Legislation was being retooled by the Illinois House on Wednesday and would require violence prevention training for healthcare workers and hold hospitals accountable for protecting employees.

On May 13, 2017, while Salters was supposed to be in custody at the hospital, he overpowered a guard and stole his 9mm pistol, then walk naked down a hospital hallway. Authorities said he took the first nurse he encountered hostage and grabbed a second nurse a short time later. That second nurse was pistol-whipped and raped at gunpoint.

State Rep. Stephanie Kifowit (D-Oswego) sponsored the new legislation that would require a workplace violence prevention program, including an analysis that identifies any potential hazards.

"It's shocking when you hear first-hand accounts" Rep. Kifowit told the ABC7 I-Team in an interview. "It's an everyday occurrence that people wanted to just sweep under the rug and say well because you're a nurse you should be subject to violence and to me that's just unacceptable."

The proposed law also has a whistleblower component that bars employers from discouraging nurses or other workers from reporting incidents to law enforcement, and cannot retaliate against those who do. Kifowit says she hopes that the bill will pass a House vote this week and then be approved by the Senate before being sent on to Governor Rauner for his signature.

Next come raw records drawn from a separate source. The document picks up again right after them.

//! Command backends
//!
//! Every process-group operation the scheduler performs goes through
//! [`PsysAbi`]. Two implementations exist and exactly one is selected when
//! the subsystem is created:
//!
//! - [`BuiltinAbi`] edits the process-group header itself and talks to the
//!   firmware over the shared-memory queues of `psys-fw-com`.
//! - An external backend is any `Box<dyn PsysAbi>` a companion library hands
//!   in. It sees the same operation set and the same buffers.
//!
//! The choice is held as an [`AbiBackend`] value; nothing is resolved per
//! call.

mod builtin;

pub use builtin::BuiltinAbi;

use alloc::boxed::Box;

use psys_fw_com::PsysEvent;

use crate::config::BackendKind;
use crate::error::{AbiError, PsysError, Result};
use crate::pg::ProcessGroup;

pub type AbiResult<T> = core::result::Result<T, AbiError>;

/// A buffer to attach to one terminal of a process group
#[derive(Debug, Clone, Copy, PartialEq, Eq)]
pub struct TerminalBuffer {
    /// Terminal index within the process group
    pub index: usize,
    pub device_address: u32,
    pub size: u32,
}

/// Process-group operations a backend provides
///
/// The getters and setters have header-editing defaults; a backend only
/// overrides them when its firmware lays the header out differently.
pub trait PsysAbi: Send + Sync {
    /// Mark the group started on the host side
    fn pg_start(&self, pg: &mut ProcessGroup) -> AbiResult<()>;

    /// Hand the group to the firmware
    fn pg_disown(&self, pg: &mut ProcessGroup) -> AbiResult<()>;

    /// Prepare the group for submission
    fn pg_submit(&self, pg: &mut ProcessGroup) -> AbiResult<()>;

    fn pg_abort(&self, pg: &mut ProcessGroup) -> AbiResult<()>;

    /// Next event from the firmware, if one is waiting
    fn rcv_event(&self) -> Option<PsysEvent>;

    fn terminal_set(&self, pg: &mut ProcessGroup, buffer: &TerminalBuffer) -> AbiResult<()>;

    fn pg_dump(&self, pg: &ProcessGroup, note: &str) {
        log::debug!(
            "{}: pg {} size {} state {:?} processes {} terminals {}",
            note,
            pg.id(),
            pg.size(),
            pg.state(),
            pg.process_count(),
            pg.terminal_count()
        );
        for index in 0..pg.process_count() {
            if let Some(process) = pg.process(index) {
                log::debug!(
                    "  process {} program {} cell {}",
                    index,
                    process.program_id,
                    process.cell_id
                );
            }
        }
    }

    fn pg_id(&self, pg: &ProcessGroup) -> u32 {
        pg.id()
    }

    fn terminal_count(&self, pg: &ProcessGroup) -> usize {
        pg.terminal_count()
    }

    fn pg_size(&self, pg: &ProcessGroup) -> usize {
        pg.size()
    }

    fn set_device_address(&self, pg: &mut ProcessGroup, address: u32) {
        pg.set_device_address(address);
    }

    fn device_address(&self, pg: &ProcessGroup) -> u32 {
        pg.device_address()
    }

    fn set_token(&self, pg: &mut ProcessGroup, token: u64) {
        pg.set_token(token);
    }

    fn token(&self, pg: &ProcessGroup) -> u64 {
        pg.token()
    }
}

/// The active backend
pub enum AbiBackend {
    Builtin(BuiltinAbi),
    External(Box<dyn PsysAbi>),
}

impl AbiBackend {
    /// Pick the backend named by `kind` from what the caller has available
    ///
    /// # Errors
    /// `BackendUnavailable` when the requested backend was not supplied.
    pub fn select(
        kind: BackendKind,
        builtin: Option<BuiltinAbi>,
        external: Option<Box<dyn PsysAbi>>,
    ) -> Result<Self> {
        let backend = match kind {
            BackendKind::Builtin => builtin.map(AbiBackend::Builtin),
            BackendKind::External => external.map(AbiBackend::External),
        };
        let backend = backend.ok_or(PsysError::BackendUnavailable { kind })?;
        log::info!("psys: using {:?} command backend", kind);
        Ok(backend)
    }

    pub fn kind(&self) -> BackendKind {
        match self {
            AbiBackend::Builtin(_) => BackendKind::Builtin,
            AbiBackend::External(_) => BackendKind::External,
        }
    }

    fn ops(&self) -> &dyn PsysAbi {
        match self {
            AbiBackend::Builtin(abi) => abi,
            AbiBackend::External(abi) => abi.as_ref(),
        }
    }
}

impl PsysAbi for AbiBackend {
    fn pg_start(&self, pg: &mut ProcessGroup) -> AbiResult<()> {
        self.ops().pg_start(pg)
    }

    fn pg_disown(&self, pg: &mut ProcessGroup) -> AbiResult<()> {
        self.ops().pg_disown(pg)
    }

    fn pg_submit(&self, pg: &mut ProcessGroup) -> AbiResult<()> {
        self.ops().pg_submit(pg)
    }

    fn pg_abort(&self, pg: &mut ProcessGroup) -> AbiResult<()> {
        self.ops().pg_abort(pg)
    }

    fn rcv_event(&self) -> Option<PsysEvent> {
        self.ops().rcv_event()
    }

    fn terminal_set(&self, pg: &mut ProcessGroup, buffer: &TerminalBuffer) -> AbiResult<()> {
        self.ops().terminal_set(pg, buffer)
    }

    fn pg_dump(&self, pg: &ProcessGroup, note: &str) {
        self.ops().pg_dump(pg, note)
    }

    fn pg_id(&self, pg: &ProcessGroup) -> u32 {
        self.ops().pg_id(pg)
    }

    fn terminal_count(&self, pg: &ProcessGroup) -> usize {
        self.ops().terminal_count(pg)
    }

    fn pg_size(&self, pg: &ProcessGroup) -> usize {
        self.ops().pg_size(pg)
    }

    fn set_device_address(&self, pg: &mut ProcessGroup, address: u32) {
        self.ops().set_device_address(pg, address)
    }

    fn device_address(&self, pg: &ProcessGroup) -> u32 {
        self.ops().device_address(pg)
    }

    fn set_token(&self, pg: &mut ProcessGroup, token: u64) {
        self.ops().set_token(pg, token)
    }

    fn token(&self, pg: &ProcessGroup) -> u64 {
        self.ops().token(pg)
    }
}
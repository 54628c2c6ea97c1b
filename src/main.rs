use anyhow::Result;
use std::sync::Arc;

use script2video::core::config::Config;
use script2video::core::io::NativeStorage;
use script2video::core::session::SessionStore;
use script2video::services::catalog::Catalog;
use script2video::services::generation::create_generation_client;
use script2video::services::wizard::WizardManager;

#[tokio::main]
async fn main() -> Result<()> {
    env_logger::init();

    // 1. Load Config
    // Defaults cover the simulated backend, so a missing config.yml is fine.
    let config = match Config::load_or_default() {
        Ok(cfg) => cfg,
        Err(e) => {
            eprintln!("Error loading config: {}", e);
            eprintln!("Please fix 'config.yml' or remove it to use the defaults.");
            return Err(e);
        }
    };

    config.ensure_directories()?;

    // 2. Session Store
    let storage = Arc::new(NativeStorage::new());
    let session = SessionStore::new(storage.clone(), &config.session_folder);

    // 3. Catalogs
    let catalog = Catalog::load(&config, storage.as_ref()).await?;

    // 4. Generation backend
    let generator = create_generation_client(&config)?;

    // 5. Run the wizard
    let mut manager = WizardManager::new(config, catalog, session, generator);
    manager.run().await
}
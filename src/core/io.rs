use anyhow::Result;
use async_trait::async_trait;

#[async_trait]
pub trait Storage: Send + Sync {
    async fn read(&self, path: &str) -> Result<Vec<u8>>;
    async fn write(&self, path: &str, content: &[u8]) -> Result<()>;
    async fn delete(&self, path: &str) -> Result<()>;
    async fn exists(&self, path: &str) -> Result<bool>;
}

pub struct NativeStorage;

impl NativeStorage {
    pub fn new() -> Self {
        Self
    }
}

impl Default for NativeStorage {
    fn default() -> Self {
        Self::new()
    }
}

#[async_trait]
impl Storage for NativeStorage {
    async fn read(&self, path: &str) -> Result<Vec<u8>> {
        Ok(tokio::fs::read(path).await?)
    }

    async fn write(&self, path: &str, content: &[u8]) -> Result<()> {
        if let Some(parent) = std::path::Path::new(path).parent() {
            if !parent.as_os_str().is_empty() {
                tokio::fs::create_dir_all(parent).await?;
            }
        }
        tokio::fs::write(path, content).await?;
        Ok(())
    }

    async fn delete(&self, path: &str) -> Result<()> {
        if tokio::fs::try_exists(path).await? {
            tokio::fs::remove_file(path).await?;
        }
        Ok(())
    }

    async fn exists(&self, path: &str) -> Result<bool> {
        Ok(tokio::fs::try_exists(path).await?)
    }
}
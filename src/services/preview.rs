use anyhow::{anyhow, Result};
use log::warn;
use std::io::Cursor;
use std::sync::atomic::{AtomicBool, Ordering};
use std::sync::mpsc::{self, RecvTimeoutError};
use std::sync::Arc;
use std::time::Duration;

/// What a preview gesture points at. Voice previews and avatar previews
/// share one playback slot.
#[derive(Debug, Clone, Copy, PartialEq, Eq)]
pub enum PreviewId {
    Voice(u32),
    Avatar(u32),
}

#[derive(Debug, Clone, Copy, PartialEq, Eq, Default)]
pub enum PreviewState {
    #[default]
    Idle,
    Playing(PreviewId),
}

/// Media playback backend. `play` replaces whatever was playing before.
pub trait PreviewSink: Send {
    fn play(&mut self, data: Vec<u8>) -> Result<()>;
    fn stop(&mut self);
    fn is_finished(&self) -> bool;
}

/// Enforces the preview contract: at most one preview playing at a time,
/// re-activating the playing entry stops it, playback end returns to idle.
/// Selection is a separate gesture and never passes through here.
pub struct PreviewController {
    sink: Box<dyn PreviewSink>,
    state: PreviewState,
}

impl PreviewController {
    pub fn new(sink: Box<dyn PreviewSink>) -> Self {
        Self {
            sink,
            state: PreviewState::Idle,
        }
    }

    pub fn state(&self) -> PreviewState {
        self.state
    }

    /// Start, switch, or stop playback depending on the current state.
    /// `data` is the media payload for `id`.
    pub fn toggle(&mut self, id: PreviewId, data: Vec<u8>) -> Result<PreviewState> {
        match self.state {
            PreviewState::Playing(current) if current == id => {
                self.sink.stop();
                self.state = PreviewState::Idle;
            }
            _ => {
                self.sink.stop();
                self.sink.play(data)?;
                self.state = PreviewState::Playing(id);
            }
        }
        Ok(self.state)
    }

    pub fn stop(&mut self) {
        self.sink.stop();
        self.state = PreviewState::Idle;
    }

    /// Folds a finished sink back into the idle state. Call before rendering
    /// the step menu.
    pub fn refresh(&mut self) {
        if matches!(self.state, PreviewState::Playing(_)) && self.sink.is_finished() {
            self.state = PreviewState::Idle;
        }
    }
}

enum SinkCommand {
    Play(Vec<u8>),
    Stop,
}

/// rodio-backed sink. The output stream handle is not `Send`, so a dedicated
/// thread owns it and takes commands over a channel.
pub struct AudioPreviewSink {
    tx: mpsc::Sender<SinkCommand>,
    finished: Arc<AtomicBool>,
}

impl AudioPreviewSink {
    pub fn spawn() -> Result<Self> {
        let (tx, rx) = mpsc::channel();
        let finished = Arc::new(AtomicBool::new(true));
        let finished_flag = finished.clone();
        let (ready_tx, ready_rx) = mpsc::channel();

        std::thread::Builder::new()
            .name("preview-audio".to_string())
            .spawn(move || {
                let (_stream, handle) = match rodio::OutputStream::try_default() {
                    Ok(pair) => {
                        let _ = ready_tx.send(Ok(()));
                        pair
                    }
                    Err(e) => {
                        let _ = ready_tx.send(Err(anyhow!("No audio output device: {}", e)));
                        return;
                    }
                };
                let mut sink: Option<rodio::Sink> = None;

                loop {
                    match rx.recv_timeout(Duration::from_millis(100)) {
                        Ok(SinkCommand::Play(data)) => {
                            if let Some(old) = sink.take() {
                                old.stop();
                            }
                            match start_playback(&handle, data) {
                                Ok(new_sink) => {
                                    finished_flag.store(false, Ordering::SeqCst);
                                    sink = Some(new_sink);
                                }
                                Err(e) => {
                                    warn!("Preview playback failed: {:#}", e);
                                    finished_flag.store(true, Ordering::SeqCst);
                                }
                            }
                        }
                        Ok(SinkCommand::Stop) => {
                            if let Some(old) = sink.take() {
                                old.stop();
                            }
                            finished_flag.store(true, Ordering::SeqCst);
                        }
                        Err(RecvTimeoutError::Timeout) => {
                            // Natural end of playback
                            if let Some(current) = &sink {
                                if current.empty() {
                                    finished_flag.store(true, Ordering::SeqCst);
                                    sink = None;
                                }
                            }
                        }
                        Err(RecvTimeoutError::Disconnected) => break,
                    }
                }
            })?;

        // Surface a missing audio device at construction, not at first play
        ready_rx.recv()??;
        Ok(Self { tx, finished })
    }
}

fn start_playback(handle: &rodio::OutputStreamHandle, data: Vec<u8>) -> Result<rodio::Sink> {
    let sink = rodio::Sink::try_new(handle)?;
    let source = rodio::Decoder::new(Cursor::new(data))?;
    sink.append(source);
    Ok(sink)
}

impl PreviewSink for AudioPreviewSink {
    fn play(&mut self, data: Vec<u8>) -> Result<()> {
        self.finished.store(false, Ordering::SeqCst);
        self.tx
            .send(SinkCommand::Play(data))
            .map_err(|_| anyhow!("Preview playback thread is gone"))
    }

    fn stop(&mut self) {
        let _ = self.tx.send(SinkCommand::Stop);
    }

    fn is_finished(&self) -> bool {
        self.finished.load(Ordering::SeqCst)
    }
}

/// Used when audio output is disabled or unavailable; previews become
/// no-ops that end immediately.
pub struct NullPreviewSink;

impl PreviewSink for NullPreviewSink {
    fn play(&mut self, _data: Vec<u8>) -> Result<()> {
        Ok(())
    }

    fn stop(&mut self) {}

    fn is_finished(&self) -> bool {
        true
    }
}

"In this legislation we are actually creating a new high risk prisoner transport training program" she said. "There will be training for deputies so that they are trained in high risk, high stress situations so that the situations such as Delnor will hopefully never happen again."

During the Delnor incident a year ago, negotiations between Kane County SWAT officers and Salters fell apart after a few hours and the police team stormed his room. Salters was shot dead during the breach. An Illinois State Police investigation of the how prisoner attack happened was recently completed and turned over to Kane County officials. That official report of the incident has yet to made public and county authorities say the matter is still being independently reviewed.

"We're a year out from Delnor and we don't see a lot of change in the industry" said former deputy U.S. marshal James Smith, now a workplace violence expert with Silver Star Security.

Smith says he is impressed by the legislation and says training and procedures have to be in place to protect health care employees.

"It's unfortunate that when we do have sit downs with hospital administrators or staff and when we come in and talk to them and say you need protocols in place and you need to follow the policy, some don't have policies at all in regard to prisoner patients," Smith said.

On Saturday, Smith will participate in a free seminar for front line health workers, instructing them on how to deal with "violence in medical settings and mitigating the risks associated with forensic patients."

Four nurses, including the two held hostage, and two patients have filed a federal lawsuit against Kane County, the sheriff's deputy who was guarding Salters, the hospital and its security company. The cases had been assigned to District Court Judge Amy J. St. Eve.

After St. Eve's appoint to the 7th Circuit of Appeals was confirmed on Wednesday a new judge was assigned to hear the case. Judge Virginia M. Kendall will now preside over the hospital lawsuits.